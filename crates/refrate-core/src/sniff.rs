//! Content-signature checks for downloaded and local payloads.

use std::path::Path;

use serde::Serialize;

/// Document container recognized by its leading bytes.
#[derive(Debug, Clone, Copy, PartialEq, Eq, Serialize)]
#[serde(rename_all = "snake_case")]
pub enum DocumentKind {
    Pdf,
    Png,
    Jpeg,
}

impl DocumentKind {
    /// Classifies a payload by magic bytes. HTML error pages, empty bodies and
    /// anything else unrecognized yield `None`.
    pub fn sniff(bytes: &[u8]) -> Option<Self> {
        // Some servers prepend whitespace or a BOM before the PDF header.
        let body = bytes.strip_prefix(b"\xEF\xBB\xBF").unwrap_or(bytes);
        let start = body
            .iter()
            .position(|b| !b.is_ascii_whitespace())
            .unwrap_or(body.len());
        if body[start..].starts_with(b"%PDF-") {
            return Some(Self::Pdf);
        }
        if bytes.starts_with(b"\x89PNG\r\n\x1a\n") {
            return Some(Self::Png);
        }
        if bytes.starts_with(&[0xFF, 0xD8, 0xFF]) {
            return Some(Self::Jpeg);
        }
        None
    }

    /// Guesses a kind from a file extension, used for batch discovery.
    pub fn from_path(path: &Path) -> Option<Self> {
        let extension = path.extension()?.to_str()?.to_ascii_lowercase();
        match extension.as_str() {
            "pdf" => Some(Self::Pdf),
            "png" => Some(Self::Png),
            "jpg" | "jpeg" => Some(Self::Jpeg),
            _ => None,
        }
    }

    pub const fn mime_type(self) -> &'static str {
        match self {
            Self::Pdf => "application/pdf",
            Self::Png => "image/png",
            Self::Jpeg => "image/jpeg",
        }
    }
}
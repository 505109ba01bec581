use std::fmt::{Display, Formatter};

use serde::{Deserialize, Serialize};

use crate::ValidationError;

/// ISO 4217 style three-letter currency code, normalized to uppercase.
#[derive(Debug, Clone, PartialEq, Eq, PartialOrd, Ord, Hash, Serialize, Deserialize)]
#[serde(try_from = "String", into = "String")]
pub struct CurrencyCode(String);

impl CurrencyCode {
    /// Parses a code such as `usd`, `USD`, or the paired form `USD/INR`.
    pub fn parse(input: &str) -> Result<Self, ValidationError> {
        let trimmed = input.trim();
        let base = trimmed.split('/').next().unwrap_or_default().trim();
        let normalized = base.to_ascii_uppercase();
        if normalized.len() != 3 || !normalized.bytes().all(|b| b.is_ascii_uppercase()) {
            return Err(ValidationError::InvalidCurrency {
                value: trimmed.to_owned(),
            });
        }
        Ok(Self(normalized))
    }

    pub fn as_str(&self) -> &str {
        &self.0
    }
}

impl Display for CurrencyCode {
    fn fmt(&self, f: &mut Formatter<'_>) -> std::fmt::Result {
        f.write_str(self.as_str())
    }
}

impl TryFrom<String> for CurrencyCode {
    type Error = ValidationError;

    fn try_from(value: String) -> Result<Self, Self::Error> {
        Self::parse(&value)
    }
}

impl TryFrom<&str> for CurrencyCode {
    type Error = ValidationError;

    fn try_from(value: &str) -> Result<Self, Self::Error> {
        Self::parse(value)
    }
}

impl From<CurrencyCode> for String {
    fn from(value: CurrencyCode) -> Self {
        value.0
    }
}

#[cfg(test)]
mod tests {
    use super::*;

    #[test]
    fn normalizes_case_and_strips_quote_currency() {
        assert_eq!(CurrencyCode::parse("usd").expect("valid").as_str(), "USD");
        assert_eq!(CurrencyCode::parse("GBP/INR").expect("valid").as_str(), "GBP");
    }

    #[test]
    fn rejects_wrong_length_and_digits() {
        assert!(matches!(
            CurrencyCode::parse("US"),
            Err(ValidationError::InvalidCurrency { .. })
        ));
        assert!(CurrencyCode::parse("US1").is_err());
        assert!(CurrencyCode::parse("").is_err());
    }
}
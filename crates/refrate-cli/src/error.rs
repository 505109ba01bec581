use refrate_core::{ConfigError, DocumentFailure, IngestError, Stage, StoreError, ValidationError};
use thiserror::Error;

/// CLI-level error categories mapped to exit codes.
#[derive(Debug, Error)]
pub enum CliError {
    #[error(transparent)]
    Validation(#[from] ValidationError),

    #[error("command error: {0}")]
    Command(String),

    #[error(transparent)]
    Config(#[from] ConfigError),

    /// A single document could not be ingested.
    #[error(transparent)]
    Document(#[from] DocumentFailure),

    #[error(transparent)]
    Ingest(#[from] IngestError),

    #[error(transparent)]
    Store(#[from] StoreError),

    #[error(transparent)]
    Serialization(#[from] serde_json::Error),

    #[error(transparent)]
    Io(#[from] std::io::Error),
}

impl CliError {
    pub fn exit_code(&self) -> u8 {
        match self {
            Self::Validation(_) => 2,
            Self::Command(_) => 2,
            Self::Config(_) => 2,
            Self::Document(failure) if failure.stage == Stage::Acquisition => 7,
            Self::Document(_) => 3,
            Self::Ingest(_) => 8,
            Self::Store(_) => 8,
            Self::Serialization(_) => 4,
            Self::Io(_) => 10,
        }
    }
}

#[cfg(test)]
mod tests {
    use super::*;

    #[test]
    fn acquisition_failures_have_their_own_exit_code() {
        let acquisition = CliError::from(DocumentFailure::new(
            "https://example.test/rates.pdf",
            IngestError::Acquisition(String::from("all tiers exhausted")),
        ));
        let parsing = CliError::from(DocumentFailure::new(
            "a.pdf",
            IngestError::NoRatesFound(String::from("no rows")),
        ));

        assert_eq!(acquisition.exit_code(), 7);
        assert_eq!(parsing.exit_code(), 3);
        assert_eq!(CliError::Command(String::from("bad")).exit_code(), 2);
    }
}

---

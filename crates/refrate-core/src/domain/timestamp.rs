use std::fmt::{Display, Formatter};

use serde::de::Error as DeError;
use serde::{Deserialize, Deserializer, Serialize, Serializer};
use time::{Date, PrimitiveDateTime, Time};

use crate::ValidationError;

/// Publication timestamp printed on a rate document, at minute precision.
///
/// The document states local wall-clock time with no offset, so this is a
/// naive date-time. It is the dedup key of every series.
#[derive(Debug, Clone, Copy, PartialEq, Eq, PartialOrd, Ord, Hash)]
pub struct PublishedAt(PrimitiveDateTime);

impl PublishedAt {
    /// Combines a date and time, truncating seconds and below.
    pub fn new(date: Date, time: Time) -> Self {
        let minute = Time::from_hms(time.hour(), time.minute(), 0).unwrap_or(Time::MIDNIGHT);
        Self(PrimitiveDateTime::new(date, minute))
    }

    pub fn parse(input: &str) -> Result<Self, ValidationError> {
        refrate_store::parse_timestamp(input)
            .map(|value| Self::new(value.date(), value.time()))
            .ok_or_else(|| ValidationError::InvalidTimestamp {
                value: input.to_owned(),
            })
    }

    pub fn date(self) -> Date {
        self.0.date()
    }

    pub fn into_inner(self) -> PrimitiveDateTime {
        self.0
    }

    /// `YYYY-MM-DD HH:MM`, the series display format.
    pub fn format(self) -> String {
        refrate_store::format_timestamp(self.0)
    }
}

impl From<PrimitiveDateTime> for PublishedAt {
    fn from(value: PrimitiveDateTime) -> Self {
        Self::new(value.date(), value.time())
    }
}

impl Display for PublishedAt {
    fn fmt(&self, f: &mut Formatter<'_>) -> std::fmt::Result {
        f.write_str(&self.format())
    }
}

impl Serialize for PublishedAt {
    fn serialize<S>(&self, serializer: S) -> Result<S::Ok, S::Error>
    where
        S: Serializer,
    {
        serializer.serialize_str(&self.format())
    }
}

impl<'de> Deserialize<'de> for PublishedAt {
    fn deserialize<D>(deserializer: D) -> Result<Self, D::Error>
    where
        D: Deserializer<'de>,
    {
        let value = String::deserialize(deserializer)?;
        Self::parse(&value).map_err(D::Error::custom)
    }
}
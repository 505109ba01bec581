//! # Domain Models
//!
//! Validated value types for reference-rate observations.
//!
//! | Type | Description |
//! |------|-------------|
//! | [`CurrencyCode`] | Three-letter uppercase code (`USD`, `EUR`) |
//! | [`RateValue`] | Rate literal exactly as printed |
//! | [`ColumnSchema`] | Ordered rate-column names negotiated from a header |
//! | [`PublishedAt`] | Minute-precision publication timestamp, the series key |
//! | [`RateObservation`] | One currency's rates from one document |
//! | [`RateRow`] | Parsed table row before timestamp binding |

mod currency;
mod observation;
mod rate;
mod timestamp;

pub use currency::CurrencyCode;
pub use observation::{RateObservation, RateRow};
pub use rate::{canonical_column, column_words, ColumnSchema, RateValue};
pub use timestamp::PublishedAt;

[WORK REQUIRED]
From the data, pick out every line that includes "before".

[ANSWER BELOW]
        // Some servers prepend whitespace or a BOM before the PDF header.
//! | [`RateRow`] | Parsed table row before timestamp binding |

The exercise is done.